Oct 1, 2015 | By Alec

While it might not be the first thing that comes to mind when 3D printing plastic bits in your garage, many experts believe that high quality jewelry will play a key role in making this technology a widespread commercial success. The potential of 3D printed jewelry is reflected in so many fun, unusual and often inspiring designs on Shapeways and Etsy, but few we’ve seen are as remarkable as those made by Hong Kong-based Vulcan Jewelry, who have just unveiled a truly unique Kinetic Ring – complete with three moving gems.

Now if the name of Vulcan Jewelry sounds familiar, that’s probably because we’ve looked at some of their remarkable creations before. Vulcan Jewelry was born in the mind of Desmond Chan a few years ago, who has worked in the 3D animation industry in Hong Kong for about ten years. ‘I enjoyed making jewelry and in 2013 when I couldn’t find a special Christmas present for my wife. Finally I decided to use my 3D modeling skill to build a star shape pendant and used 3D print technology to make it in sterling silver. That was my first jewelry design and she enjoys wearing it,’ Desmond told 3ders.org.

Since then, the Hong Kong-based designer has been steadily developing gorgeous works that can all be found somewhere in overlapping regions of technology and art. Back in April, this resulted in perhaps the most impressive piece yet – a pendant featuring a tree embedded in a cross, also made with 3D printing. This gorgeous piece was thoroughly influenced by the works of Salvador Dali, an artist whose presence can be felt throughout the works of Vulcan Jewelry.

But Desmond’s latest design is undoubtedly one of the most impressive. The Kinetic Ring, as its name implies, was inspired by kinetic rolling balls, but then features gorgeous rubies embedded in a wearable ring. ‘This ring with three ruby spheres that start at the top track, and by gravity follow a path into a small spiral. The rolling gemstones move with every movement of the wearer. It explores the delicate balance between freedom and captivity,’ Desmond explains. It is truly one of the most remarkable 3D printed rings we’ve ever seen.

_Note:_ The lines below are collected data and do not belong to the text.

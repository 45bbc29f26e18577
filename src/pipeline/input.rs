//! Input resolution: list the screenshots of a folder in processing order.
//!
//! Only regular files whose extension is `png`, `jpg` or `jpeg` (any case)
//! are picked up. The list is sorted by filename so the order of
//! `output.json` never depends on the file system's directory order.

use crate::error::ShotOcrError;
use std::path::{Path, PathBuf};
use tracing::{debug, warn};

/// Extensions accepted by the extraction stage, compared case-insensitively.
pub const IMAGE_EXTENSIONS: [&str; 3] = ["png", "jpg", "jpeg"];

/// A screenshot found in the input folder.
#[derive(Debug, Clone, PartialEq, Eq)]
pub struct ImageFile {
    /// File name only; used as the key in the result map.
    pub filename: String,
    pub path: PathBuf,
}

/// Check if the path has one of [`IMAGE_EXTENSIONS`].
pub fn is_supported_image(path: &Path) -> bool {
    path.extension()
        .and_then(|e| e.to_str())
        .map(|e| IMAGE_EXTENSIONS.iter().any(|x| e.eq_ignore_ascii_case(x)))
        .unwrap_or(false)
}

/// List the images of `dir` in lexicographic filename order.
///
/// # Errors
/// - [`ShotOcrError::InputDirNotFound`] / [`ShotOcrError::NotADirectory`]
/// - [`ShotOcrError::ImageReadFailed`] when the listing itself fails
///
/// A folder without matching files yields an empty list.
pub async fn list_images(dir: &Path) -> Result<Vec<ImageFile>, ShotOcrError> {
    let meta = tokio::fs::metadata(dir)
        .await
        .map_err(|e| match e.kind() {
            std::io::ErrorKind::NotFound => ShotOcrError::InputDirNotFound {
                path: dir.to_path_buf(),
            },
            _ => ShotOcrError::ImageReadFailed {
                path: dir.to_path_buf(),
                source: e,
            },
        })?;
    if !meta.is_dir() {
        return Err(ShotOcrError::NotADirectory {
            path: dir.to_path_buf(),
        });
    }

    let read_err = |e| ShotOcrError::ImageReadFailed {
        path: dir.to_path_buf(),
        source: e,
    };

    let mut entries = tokio::fs::read_dir(dir).await.map_err(read_err)?;
    let mut images = Vec::new();

    while let Some(entry) = entries.next_entry().await.map_err(read_err)? {
        let path = entry.path();
        if !is_supported_image(&path) {
            continue;
        }
        let file_type = entry.file_type().await.map_err(read_err)?;
        if !file_type.is_file() && !(file_type.is_symlink() && path.is_file()) {
            continue;
        }
        let filename = entry.file_name().to_string_lossy().into_owned();
        images.push(ImageFile { filename, path });
    }

    if images.is_empty() {
        warn!(
            "No .png, .jpg or .jpeg files in {}; nothing to process",
            dir.display()
        );
    }

    images.sort_by(|a, b| a.filename.cmp(&b.filename));
    debug!("Found {} images in {}", images.len(), dir.display());
    Ok(images)
}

So how, you might wonder, do you 3D print something like this? Well, Desmond doesn’t even own a 3D printer and if anything, this particular design is too complex to 3D print with a high quality metal 3D printer. Instead, 3D printing is used to make a casting mold for the final creation. As he explains, every design begins with paper and pencils, before moving on to high quality Autodesk Maya sculpting. ‘Once I am happy with the design and shape, I export the model as a STL file and send it to i.materialise or Shapeways to be 3D printed,’ Desmond tells us. He is also very happy with those services, as he feels that they are perfect for low volume creation as he does. ‘They are helping independent designers to develop our own brand and collection. We are now able to transform our designs into wearable jewelry without having to invest a lot of money to purchase expensive 3D printer and materials,’ he adds.

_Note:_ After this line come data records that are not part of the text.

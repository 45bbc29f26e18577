//! Line cleaning: deterministic heuristics for OCR noise on screenshots.
//!
//! Tesseract on UI screenshots produces three recurring kinds of junk:
//!
//! - Japanese text over-segmented into spaced glyph groups
//!   (`"ブラ ンド クラ ウド"` instead of `"ブランドクラウド"`)
//! - UI icons read as letters: a magnifying glass becomes `O`, `Q` or `G`,
//!   a radio button becomes `●` or `©`
//! - bullets, box-drawing borders and arrows glued to the start or end of
//!   otherwise good lines
//!
//! Each heuristic is a named [`CleaningRule`] in an ordered table held by
//! [`LineCleaner`]. Rules are either transforms (`&str → String`) or reject
//! predicates. A line that becomes empty at any step is discarded on the spot.
//!
//! ## Rule Order
//!
//! CJK spacing is joined first so the later length check counts the joined
//! line. Icon and symbol rejection see the line before any marker is
//! stripped, and the length check always runs last on the final text.

use crate::config::PipelineConfig;
use once_cell::sync::Lazy;
use regex::Regex;
use std::collections::HashSet;
use std::fmt;

/// Default minimum number of characters a cleaned line must keep.
pub const DEFAULT_MIN_CHARS: usize = 3;

/// What a [`CleaningRule`] does to a line.
#[derive(Clone, Copy)]
pub enum RuleAction {
    /// Rewrite the line.
    Transform(fn(&str) -> String),
    /// Discard the line when the predicate holds.
    Reject(fn(&str) -> bool),
    /// Discard the line when it has fewer characters than this.
    MinChars(usize),
}

impl fmt::Debug for RuleAction {
    fn fmt(&self, f: &mut fmt::Formatter<'_>) -> fmt::Result {
        match self {
            RuleAction::Transform(_) => f.write_str("Transform"),
            RuleAction::Reject(_) => f.write_str("Reject"),
            RuleAction::MinChars(n) => write!(f, "MinChars({n})"),
        }
    }
}

/// One named step of the cleaning table.
#[derive(Debug, Clone, Copy)]
pub struct CleaningRule {
    pub name: &'static str,
    pub action: RuleAction,
}

impl CleaningRule {
    pub const fn transform(name: &'static str, f: fn(&str) -> String) -> Self {
        Self {
            name,
            action: RuleAction::Transform(f),
        }
    }

    pub const fn reject(name: &'static str, f: fn(&str) -> bool) -> Self {
        Self {
            name,
            action: RuleAction::Reject(f),
        }
    }

    pub const fn min_chars(n: usize) -> Self {
        Self {
            name: "min_length",
            action: RuleAction::MinChars(n),
        }
    }

    /// Apply this rule alone. `None` means the line is discarded.
    pub fn apply(&self, line: &str) -> Option<String> {
        let out = match self.action {
            RuleAction::Transform(f) => f(line),
            RuleAction::Reject(f) => {
                if f(line) {
                    return None;
                }
                line.to_string()
            }
            RuleAction::MinChars(n) => {
                if line.chars().count() < n {
                    return None;
                }
                line.to_string()
            }
        };
        if out.trim().is_empty() {
            None
        } else {
            Some(out)
        }
    }
}

/// The default rule table, in application order.
///
/// 1. `join_cjk_spacing` — remove whitespace between two kana/kanji characters
/// 2. `reject_icon_noise` — drop lines made only of icon-like glyphs
/// 3. `reject_symbols_only` — drop lines with no letter at all
/// 4. `strip_leading_markers` — remove bullets, borders and icon prefixes
/// 5. `strip_trailing_markers` — remove bullets, borders and arrows at the end
/// 6. `collapse_whitespace` — single spaces, trimmed
/// 7. `min_length` — drop lines shorter than the minimum
pub fn default_rules(min_chars: usize) -> Vec<CleaningRule> {
    vec![
        CleaningRule::transform("join_cjk_spacing", join_cjk_spacing),
        CleaningRule::reject("reject_icon_noise", is_icon_noise),
        CleaningRule::reject("reject_symbols_only", is_symbols_only),
        CleaningRule::transform("strip_leading_markers", strip_leading_markers),
        CleaningRule::transform("strip_trailing_markers", strip_trailing_markers),
        CleaningRule::transform("collapse_whitespace", collapse_whitespace),
        CleaningRule::min_chars(min_chars),
    ]
}

/// An ordered table of cleaning rules.
#[derive(Debug, Clone)]
pub struct LineCleaner {
    rules: Vec<CleaningRule>,
}

impl Default for LineCleaner {
    fn default() -> Self {
        Self::new(DEFAULT_MIN_CHARS)
    }
}

impl LineCleaner {
    /// The default table with the given minimum line length.
    pub fn new(min_chars: usize) -> Self {
        Self {
            rules: default_rules(min_chars),
        }
    }

    pub fn from_config(config: &PipelineConfig) -> Self {
        Self::new(config.min_line_chars)
    }

    /// Replace the minimum length of every `MinChars` rule.
    pub fn with_min_chars(mut self, n: usize) -> Self {
        for rule in &mut self.rules {
            if let RuleAction::MinChars(_) = rule.action {
                rule.action = RuleAction::MinChars(n);
            }
        }
        self
    }

    /// Insert `rule` before the rule called `before`, or append it when no
    /// rule has that name.
    pub fn insert_rule_before(mut self, before: &str, rule: CleaningRule) -> Self {
        match self.rules.iter().position(|r| r.name == before) {
            Some(i) => self.rules.insert(i, rule),
            None => self.rules.push(rule),
        }
        self
    }

    /// Append a rule at the end of the table.
    pub fn push_rule(mut self, rule: CleaningRule) -> Self {
        self.rules.push(rule);
        self
    }

    pub fn rules(&self) -> &[CleaningRule] {
        &self.rules
    }

    /// Clean one OCR line. `None` means discard.
    pub fn clean_line(&self, line: &str) -> Option<String> {
        if line.trim().is_empty() {
            return None;
        }
        let mut current = line.to_string();
        for rule in &self.rules {
            current = rule.apply(&current)?;
        }
        Some(current)
    }

    /// Split raw OCR text into lines, clean each one and drop repeats.
    pub fn clean_text(&self, raw: &str) -> CleanedText {
        let mut raw_lines = 0;
        let mut discarded = 0;
        let mut cleaned = Vec::new();

        for line in raw.lines() {
            if line.trim().is_empty() {
                continue;
            }
            raw_lines += 1;
            match self.clean_line(line) {
                Some(c) => cleaned.push(c),
                None => discarded += 1,
            }
        }

        let (lines, duplicates) = dedup_lines(cleaned);
        CleanedText {
            lines,
            raw_lines,
            discarded,
            duplicates,
        }
    }
}

/// Output of [`LineCleaner::clean_text`].
#[derive(Debug, Clone, Default, PartialEq, Eq)]
pub struct CleanedText {
    pub lines: Vec<String>,
    /// Non-blank input lines.
    pub raw_lines: usize,
    /// Lines a rule rejected.
    pub discarded: usize,
    /// Cleaned lines dropped as repeats.
    pub duplicates: usize,
}

static DEFAULT_CLEANER: Lazy<LineCleaner> = Lazy::new(LineCleaner::default);

/// Clean one line with the default rule table.
pub fn clean_line(line: &str) -> Option<String> {
    DEFAULT_CLEANER.clean_line(line)
}

/// Keep the first occurrence of every line, preserving order.
///
/// Returns the kept lines and how many repeats were dropped.
pub fn dedup_lines<I>(lines: I) -> (Vec<String>, usize)
where
    I: IntoIterator<Item = String>,
{
    let mut seen = HashSet::new();
    let mut kept = Vec::new();
    let mut dropped = 0;
    for line in lines {
        if seen.insert(line.clone()) {
            kept.push(line);
        } else {
            dropped += 1;
        }
    }
    (kept, dropped)
}

// ── Rule 1: Join spaced-out kana / kanji ─────────────────────────────────────

/// Hiragana + Katakana, and CJK Unified Ideographs.
pub fn is_cjk_joinable(c: char) -> bool {
    matches!(c, '\u{3040}'..='\u{30FF}' | '\u{4E00}'..='\u{9FFF}')
}

/// Remove whitespace runs whose neighbours are both joinable characters.
pub fn join_cjk_spacing(line: &str) -> String {
    let chars: Vec<char> = line.chars().collect();
    let mut out = String::with_capacity(line.len());
    let mut i = 0;

    while i < chars.len() {
        if !chars[i].is_whitespace() {
            out.push(chars[i]);
            i += 1;
            continue;
        }

        let start = i;
        while i < chars.len() && chars[i].is_whitespace() {
            i += 1;
        }
        let prev = start.checked_sub(1).map(|p| chars[p]);
        let next = chars.get(i).copied();
        let joined = matches!(
            (prev, next),
            (Some(p), Some(n)) if is_cjk_joinable(p) && is_cjk_joinable(n)
        );
        if !joined {
            out.extend(&chars[start..i]);
        }
    }

    out
}

// ── Rule 2: Icon noise ───────────────────────────────────────────────────────
//
// Search boxes, avatars and radio buttons are round; tesseract reads them as
// O / 0 / Q / G or as one of the circle symbols.

static RE_ICON_NOISE: Lazy<Regex> =
    Lazy::new(|| Regex::new(r"^[\sOo0QG@©®●○◯◎◉⊙•·]+$").unwrap());

fn is_icon_noise(line: &str) -> bool {
    RE_ICON_NOISE.is_match(line)
}

// ── Rule 3: No letters at all ────────────────────────────────────────────────

fn is_symbols_only(line: &str) -> bool {
    !line.trim().chars().any(char::is_alphabetic)
}

// ── Rule 4: Leading markers ──────────────────────────────────────────────────

static RE_LEADING_MARKERS: Lazy<Regex> = Lazy::new(|| {
    Regex::new(
        r"^(?:[\s\-–—•‣⁃·*+>»|✓✔➤\x{2190}-\x{21FF}\x{2500}-\x{257F}\x{25A0}-\x{25FF}⊙]+|[OoQG0@©®][.):：]\s+)+",
    )
    .unwrap()
});

// A bare glyph counts as an icon only when a word follows it: "Q Search",
// but not "Q & A" or "G Suite".
static RE_BARE_ICON_PREFIX: Lazy<Regex> =
    Lazy::new(|| Regex::new(r"^[OoQ@©®]\s+(\p{L})").unwrap());

fn strip_leading_markers(line: &str) -> String {
    let mut current = line.to_string();
    loop {
        let stripped = RE_LEADING_MARKERS.replace(&current, "");
        let stripped = RE_BARE_ICON_PREFIX.replace(&stripped, "$1").into_owned();
        if stripped == current {
            return current;
        }
        current = stripped;
    }
}

// ── Rule 5: Trailing markers ─────────────────────────────────────────────────

static RE_TRAILING_MARKERS: Lazy<Regex> = Lazy::new(|| {
    Regex::new(
        r"(?:[\s\-–—•‣⁃·<>«»|_~\x{2190}-\x{21FF}\x{2500}-\x{257F}\x{25A0}-\x{25FF}⊙]|\s[*+]+)+$",
    )
    .unwrap()
});

fn strip_trailing_markers(line: &str) -> String {
    RE_TRAILING_MARKERS.replace(line, "").into_owned()
}

// ── Rule 6: Whitespace ───────────────────────────────────────────────────────

static RE_WHITESPACE: Lazy<Regex> = Lazy::new(|| Regex::new(r"\s+").unwrap());

fn collapse_whitespace(line: &str) -> String {
    RE_WHITESPACE.replace_all(line.trim(), " ").into_owned()
}

// ── Tests ────────────────────────────────────────────────────────────────────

Typically, he uses wax 3D prints, before using lost wax casting techniques (in which the wax is molten away to leave the final mold) to cast the Kinetic Ring in sterling silver. As you might expect, inserting the rubies takes a bit more effort, though the ring track has been carefully designed to enable this ‘I designed a stretch of track that can be easily adjusted by a pliers. I place the ruby spheres into the track and then using the pliers to close the opening segment,’ Desmond explains. The result is a clever yet stylish and truly unique creation. Can you imagine your wife or girlfriend (or yourself) wearing one of these for a formal dinner?

If you’re interested in this ring, or some of the other creations by Desmond, head over to the Vulcan Jewelry website here, or their Etsy shop here. Desmond, meanwhile, is already moving on to the next project, where he is applying the same moving sphere concept to a bracelet and a necklace, to complete the set. ‘I am also working on personalized jewelry that can allow customer to create their own piece. I can print on-demand after customer confirms the design,’ he adds, so we will probably hear more from him soon. 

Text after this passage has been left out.